— ACTIVITY —
Where does the word "must" occur in the entries below? Copy every line that has it.

— Stored data —
━━━━━━━━━━━━━━━━━━━━
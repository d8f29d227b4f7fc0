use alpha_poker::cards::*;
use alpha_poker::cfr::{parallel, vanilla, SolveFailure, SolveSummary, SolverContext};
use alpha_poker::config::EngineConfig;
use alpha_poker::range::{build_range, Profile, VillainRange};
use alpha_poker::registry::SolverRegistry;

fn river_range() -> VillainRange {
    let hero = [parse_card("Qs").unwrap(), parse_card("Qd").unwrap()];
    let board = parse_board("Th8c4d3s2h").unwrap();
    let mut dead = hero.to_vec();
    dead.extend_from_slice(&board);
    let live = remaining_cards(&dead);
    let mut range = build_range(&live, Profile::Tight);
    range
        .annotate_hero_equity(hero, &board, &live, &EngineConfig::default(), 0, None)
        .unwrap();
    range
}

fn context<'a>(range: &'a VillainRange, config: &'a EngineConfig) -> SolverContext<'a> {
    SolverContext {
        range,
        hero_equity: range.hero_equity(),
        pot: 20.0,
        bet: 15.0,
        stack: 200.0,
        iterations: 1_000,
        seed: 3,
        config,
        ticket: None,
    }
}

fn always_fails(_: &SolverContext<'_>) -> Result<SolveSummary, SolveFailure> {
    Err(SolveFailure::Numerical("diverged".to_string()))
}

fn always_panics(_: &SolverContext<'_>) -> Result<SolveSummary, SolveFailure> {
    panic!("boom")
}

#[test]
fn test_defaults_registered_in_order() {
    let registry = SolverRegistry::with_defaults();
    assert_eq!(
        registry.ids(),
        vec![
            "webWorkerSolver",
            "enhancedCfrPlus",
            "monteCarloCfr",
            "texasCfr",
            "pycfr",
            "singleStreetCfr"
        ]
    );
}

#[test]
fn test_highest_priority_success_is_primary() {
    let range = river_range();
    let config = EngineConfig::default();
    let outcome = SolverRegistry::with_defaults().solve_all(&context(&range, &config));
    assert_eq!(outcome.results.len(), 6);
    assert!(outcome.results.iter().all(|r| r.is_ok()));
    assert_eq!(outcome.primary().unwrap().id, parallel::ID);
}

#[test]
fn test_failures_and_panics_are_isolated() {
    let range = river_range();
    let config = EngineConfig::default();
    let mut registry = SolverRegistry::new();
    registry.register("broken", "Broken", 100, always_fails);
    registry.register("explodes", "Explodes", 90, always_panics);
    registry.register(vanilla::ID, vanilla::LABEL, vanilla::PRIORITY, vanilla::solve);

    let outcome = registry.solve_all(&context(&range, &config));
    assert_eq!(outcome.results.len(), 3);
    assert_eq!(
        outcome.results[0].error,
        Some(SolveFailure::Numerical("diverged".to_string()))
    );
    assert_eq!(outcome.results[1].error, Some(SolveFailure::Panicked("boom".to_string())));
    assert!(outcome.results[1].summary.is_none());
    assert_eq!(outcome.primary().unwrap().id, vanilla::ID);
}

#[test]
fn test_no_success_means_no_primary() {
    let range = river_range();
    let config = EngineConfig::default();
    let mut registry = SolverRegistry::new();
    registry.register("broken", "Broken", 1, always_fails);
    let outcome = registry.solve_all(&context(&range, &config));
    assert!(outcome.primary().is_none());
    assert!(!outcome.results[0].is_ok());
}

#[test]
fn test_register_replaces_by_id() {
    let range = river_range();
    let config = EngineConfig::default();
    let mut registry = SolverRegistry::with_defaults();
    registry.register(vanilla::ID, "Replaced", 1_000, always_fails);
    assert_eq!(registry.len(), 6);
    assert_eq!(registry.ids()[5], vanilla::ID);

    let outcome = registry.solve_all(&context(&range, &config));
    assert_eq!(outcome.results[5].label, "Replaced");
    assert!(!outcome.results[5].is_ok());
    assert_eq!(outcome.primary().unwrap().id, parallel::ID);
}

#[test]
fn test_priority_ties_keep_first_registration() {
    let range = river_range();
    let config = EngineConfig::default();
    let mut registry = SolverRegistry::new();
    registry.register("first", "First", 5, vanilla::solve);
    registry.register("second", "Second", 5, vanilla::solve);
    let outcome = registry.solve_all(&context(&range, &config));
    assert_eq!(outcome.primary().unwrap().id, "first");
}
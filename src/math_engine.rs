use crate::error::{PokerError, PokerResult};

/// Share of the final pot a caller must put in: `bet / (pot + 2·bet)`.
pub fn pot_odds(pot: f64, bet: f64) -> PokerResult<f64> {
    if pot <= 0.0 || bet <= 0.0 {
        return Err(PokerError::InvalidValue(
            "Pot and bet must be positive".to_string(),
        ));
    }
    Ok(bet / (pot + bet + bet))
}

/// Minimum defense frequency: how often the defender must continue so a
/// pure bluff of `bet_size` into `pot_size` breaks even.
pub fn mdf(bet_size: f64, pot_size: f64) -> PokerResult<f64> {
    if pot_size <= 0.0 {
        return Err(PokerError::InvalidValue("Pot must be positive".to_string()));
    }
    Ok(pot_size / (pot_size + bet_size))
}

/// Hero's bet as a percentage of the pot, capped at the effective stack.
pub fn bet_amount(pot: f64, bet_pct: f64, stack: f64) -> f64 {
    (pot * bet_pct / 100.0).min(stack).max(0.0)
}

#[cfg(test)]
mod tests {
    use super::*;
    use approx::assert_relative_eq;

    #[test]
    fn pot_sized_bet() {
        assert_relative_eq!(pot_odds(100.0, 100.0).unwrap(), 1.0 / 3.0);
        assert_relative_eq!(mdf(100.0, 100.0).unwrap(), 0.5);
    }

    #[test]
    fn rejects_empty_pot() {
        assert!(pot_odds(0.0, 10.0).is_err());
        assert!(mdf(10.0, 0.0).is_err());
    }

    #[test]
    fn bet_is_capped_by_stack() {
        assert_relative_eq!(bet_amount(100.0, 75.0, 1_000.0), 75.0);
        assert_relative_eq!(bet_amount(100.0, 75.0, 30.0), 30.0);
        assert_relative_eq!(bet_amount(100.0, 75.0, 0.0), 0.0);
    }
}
━━━━━━━━━━━━━━━━━━━━
— SOLUTION FOR THIS PROBLEM —
/// Share of the final pot a caller must put in: `bet / (pot + 2·bet)`.
            "Pot and bet must be positive".to_string(),
/// Minimum defense frequency: how often the defender must continue so a
        return Err(PokerError::InvalidValue("Pot must be positive".to_string()));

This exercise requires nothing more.